Input data:
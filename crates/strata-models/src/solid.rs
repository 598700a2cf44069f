//! Solid models: elastic stiffness from user moduli, per-entity stress.

use strata_core::InputFlag;
use strata_store::{Construct, Group, Member, StoreError};

use crate::base::ConstitutiveModel;

const YOUNG_MODULUS: &str = "defaultYoungModulus";
const POISSON_RATIO: &str = "defaultPoissonRatio";
const BULK_MODULUS: &str = "bulkModulus";
const SHEAR_MODULUS: &str = "shearModulus";
const MEAN_STRESS: &str = "meanStress";

const YOUNG_TRANSVERSE: &str = "defaultYoungModulusTransverse";
const YOUNG_AXIAL: &str = "defaultYoungModulusAxial";
const POISSON_TRANSVERSE: &str = "defaultPoissonRatioTransverse";
const POISSON_AXIAL_TRANSVERSE: &str = "defaultPoissonRatioAxialTransverse";
const SHEAR_AXIAL_TRANSVERSE: &str = "defaultShearModulusAxialTransverse";
const SHEAR_TRANSVERSE: &str = "shearModulusTransverse";
const AXIAL_STRESS: &str = "axialStress";

/// Isotropic linear elasticity.
///
/// Input supplies Young's modulus and Poisson's ratio; the post-input
/// hook derives bulk and shear moduli. Per-entity state is the mean
/// stress, advanced by volumetric strain increments.
pub struct ElasticIsotropic {
    group: Group,
}

impl ElasticIsotropic {
    /// Catalog key for this model.
    pub const CATALOG_NAME: &'static str = "ElasticIsotropic";

    /// Derived bulk modulus `K = E / 3(1 - 2v)`.
    pub fn bulk_modulus(&self) -> Result<f64, StoreError> {
        Ok(*self.group.get_array::<f64>(BULK_MODULUS)?.value())
    }

    /// Derived shear modulus `G = E / 2(1 + v)`.
    pub fn shear_modulus(&self) -> Result<f64, StoreError> {
        Ok(*self.group.get_array::<f64>(SHEAR_MODULUS)?.value())
    }

    /// Per-entity mean stress.
    pub fn mean_stress(&self) -> Result<&[f64], StoreError> {
        Ok(self.group.get_array::<f64>(MEAN_STRESS)?.values())
    }

    /// Advance every entity's mean stress by `K * dEps_v`.
    ///
    /// # Panics
    ///
    /// Panics if `volumetric_strain` does not hold one increment per
    /// entity.
    pub fn update_mean_stress(&mut self, volumetric_strain: &[f64]) -> Result<(), StoreError> {
        let bulk = self.bulk_modulus()?;
        let stress = self.group.get_array_mut::<f64>(MEAN_STRESS)?;
        assert_eq!(
            volumetric_strain.len(),
            stress.len(),
            "one strain increment per entity"
        );
        for (sigma, d_eps) in stress.values_mut().iter_mut().zip(volumetric_strain) {
            *sigma += bulk * d_eps;
        }
        Ok(())
    }
}

impl Member for ElasticIsotropic {
    fn group(&self) -> &Group {
        &self.group
    }

    fn group_mut(&mut self) -> &mut Group {
        &mut self.group
    }

    fn process_input(&mut self) -> Result<(), StoreError> {
        let young = *self.group.get_array::<f64>(YOUNG_MODULUS)?.value();
        let poisson = *self.group.get_array::<f64>(POISSON_RATIO)?.value();
        if !young.is_finite() || young <= 0.0 {
            return Err(StoreError::InvalidValue {
                path: self.group.path().to_string(),
                detail: format!("{YOUNG_MODULUS} must be finite and positive, got {young}"),
            });
        }
        if !(poisson > -1.0 && poisson < 0.5) {
            return Err(StoreError::InvalidValue {
                path: self.group.path().to_string(),
                detail: format!("{POISSON_RATIO} must lie in (-1, 0.5), got {poisson}"),
            });
        }
        let bulk = young / (3.0 * (1.0 - 2.0 * poisson));
        let shear = young / (2.0 * (1.0 + poisson));
        self.group
            .get_array_mut::<f64>(BULK_MODULUS)?
            .set_value(bulk);
        self.group
            .get_array_mut::<f64>(SHEAR_MODULUS)?
            .set_value(shear);
        Ok(())
    }
}

impl Construct for ElasticIsotropic {
    fn construct(name: &str) -> Self {
        let mut group = Group::new(name);
        group
            .register_field::<f64>(YOUNG_MODULUS)
            .expect("fresh group")
            .set_input_flag(InputFlag::Required)
            .set_description("Young's modulus [Pa]");
        group
            .register_field::<f64>(POISSON_RATIO)
            .expect("fresh group")
            .set_input_flag(InputFlag::Required)
            .set_description("Poisson's ratio");
        group
            .register_field::<f64>(BULK_MODULUS)
            .expect("fresh group")
            .set_description("Derived bulk modulus [Pa]");
        group
            .register_field::<f64>(SHEAR_MODULUS)
            .expect("fresh group")
            .set_description("Derived shear modulus [Pa]");
        group
            .register_field::<f64>(MEAN_STRESS)
            .expect("fresh group")
            .set_per_entity()
            .set_description("Per-entity mean stress [Pa]");
        Self { group }
    }
}

impl ConstitutiveModel for ElasticIsotropic {
    fn catalog_name(&self) -> &'static str {
        Self::CATALOG_NAME
    }
}

/// Transversely isotropic linear elasticity.
///
/// Five user moduli describe the transverse plane and the axis normal to
/// it. The hook validates them and derives the in-plane shear modulus
/// (the plane itself is isotropic, so `G_t = E_t / 2(1 + v_t)` holds
/// exactly). Per-entity state is the axial stress, advanced by axial
/// strain increments under a uniaxial-stress assumption.
pub struct ElasticTransverseIsotropic {
    group: Group,
}

impl ElasticTransverseIsotropic {
    /// Catalog key for this model.
    pub const CATALOG_NAME: &'static str = "ElasticTransverseIsotropic";

    /// The axial Young's modulus supplied by input.
    pub fn axial_modulus(&self) -> Result<f64, StoreError> {
        Ok(*self.group.get_array::<f64>(YOUNG_AXIAL)?.value())
    }

    /// Derived in-plane shear modulus.
    pub fn transverse_shear_modulus(&self) -> Result<f64, StoreError> {
        Ok(*self.group.get_array::<f64>(SHEAR_TRANSVERSE)?.value())
    }

    /// Per-entity axial stress.
    pub fn axial_stress(&self) -> Result<&[f64], StoreError> {
        Ok(self.group.get_array::<f64>(AXIAL_STRESS)?.values())
    }

    /// Advance every entity's axial stress by `E_a * dEps_a`.
    ///
    /// # Panics
    ///
    /// Panics if `axial_strain` does not hold one increment per entity.
    pub fn update_axial_stress(&mut self, axial_strain: &[f64]) -> Result<(), StoreError> {
        let axial = self.axial_modulus()?;
        let stress = self.group.get_array_mut::<f64>(AXIAL_STRESS)?;
        assert_eq!(
            axial_strain.len(),
            stress.len(),
            "one strain increment per entity"
        );
        for (sigma, d_eps) in stress.values_mut().iter_mut().zip(axial_strain) {
            *sigma += axial * d_eps;
        }
        Ok(())
    }
}

impl Member for ElasticTransverseIsotropic {
    fn group(&self) -> &Group {
        &self.group
    }

    fn group_mut(&mut self) -> &mut Group {
        &mut self.group
    }

    fn process_input(&mut self) -> Result<(), StoreError> {
        for name in [YOUNG_TRANSVERSE, YOUNG_AXIAL, SHEAR_AXIAL_TRANSVERSE] {
            let value = *self.group.get_array::<f64>(name)?.value();
            if !value.is_finite() || value <= 0.0 {
                return Err(StoreError::InvalidValue {
                    path: self.group.path().to_string(),
                    detail: format!("{name} must be finite and positive, got {value}"),
                });
            }
        }
        let poisson_t = *self.group.get_array::<f64>(POISSON_TRANSVERSE)?.value();
        let poisson_at = *self
            .group
            .get_array::<f64>(POISSON_AXIAL_TRANSVERSE)?
            .value();
        if !(poisson_t > -1.0 && poisson_t < 0.5) {
            return Err(StoreError::InvalidValue {
                path: self.group.path().to_string(),
                detail: format!("{POISSON_TRANSVERSE} must lie in (-1, 0.5), got {poisson_t}"),
            });
        }
        if !(poisson_at > -1.0 && poisson_at < 1.0) {
            return Err(StoreError::InvalidValue {
                path: self.group.path().to_string(),
                detail: format!(
                    "{POISSON_AXIAL_TRANSVERSE} must lie in (-1, 1), got {poisson_at}"
                ),
            });
        }
        let young_t = *self.group.get_array::<f64>(YOUNG_TRANSVERSE)?.value();
        let shear_t = young_t / (2.0 * (1.0 + poisson_t));
        self.group
            .get_array_mut::<f64>(SHEAR_TRANSVERSE)?
            .set_value(shear_t);
        Ok(())
    }
}

impl Construct for ElasticTransverseIsotropic {
    fn construct(name: &str) -> Self {
        let mut group = Group::new(name);
        for (field, description) in [
            (YOUNG_TRANSVERSE, "Transverse-plane Young's modulus [Pa]"),
            (YOUNG_AXIAL, "Axial Young's modulus [Pa]"),
            (SHEAR_AXIAL_TRANSVERSE, "Axial-transverse shear modulus [Pa]"),
        ] {
            group
                .register_field::<f64>(field)
                .expect("fresh group")
                .set_input_flag(InputFlag::Required)
                .set_description(description);
        }
        group
            .register_field::<f64>(POISSON_TRANSVERSE)
            .expect("fresh group")
            .set_input_flag(InputFlag::Required)
            .set_description("In-plane Poisson's ratio");
        group
            .register_field::<f64>(POISSON_AXIAL_TRANSVERSE)
            .expect("fresh group")
            .set_input_flag(InputFlag::Required)
            .set_description("Axial-transverse Poisson's ratio");
        group
            .register_field::<f64>(SHEAR_TRANSVERSE)
            .expect("fresh group")
            .set_description("Derived in-plane shear modulus [Pa]");
        group
            .register_field::<f64>(AXIAL_STRESS)
            .expect("fresh group")
            .set_per_entity()
            .set_description("Per-entity axial stress [Pa]");
        Self { group }
    }
}

impl ConstitutiveModel for ElasticTransverseIsotropic {
    fn catalog_name(&self) -> &'static str {
        Self::CATALOG_NAME
    }
}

Exercise directions: The records above should be printed exactly, please, from the first line through the line containing "const BULK_MODULUS: &str", with both ends kept and nothing past it.

Solution to this problem:
filename crates/strata-models/src/solid.rs
repository 598700a2cf44069f
//! Solid models: elastic stiffness from user moduli, per-entity stress.

use strata_core::InputFlag;
use strata_store::{Construct, Group, Member, StoreError};

use crate::base::ConstitutiveModel;

const YOUNG_MODULUS: &str = "defaultYoungModulus";
const POISSON_RATIO: &str = "defaultPoissonRatio";
const BULK_MODULUS: &str = "bulkModulus";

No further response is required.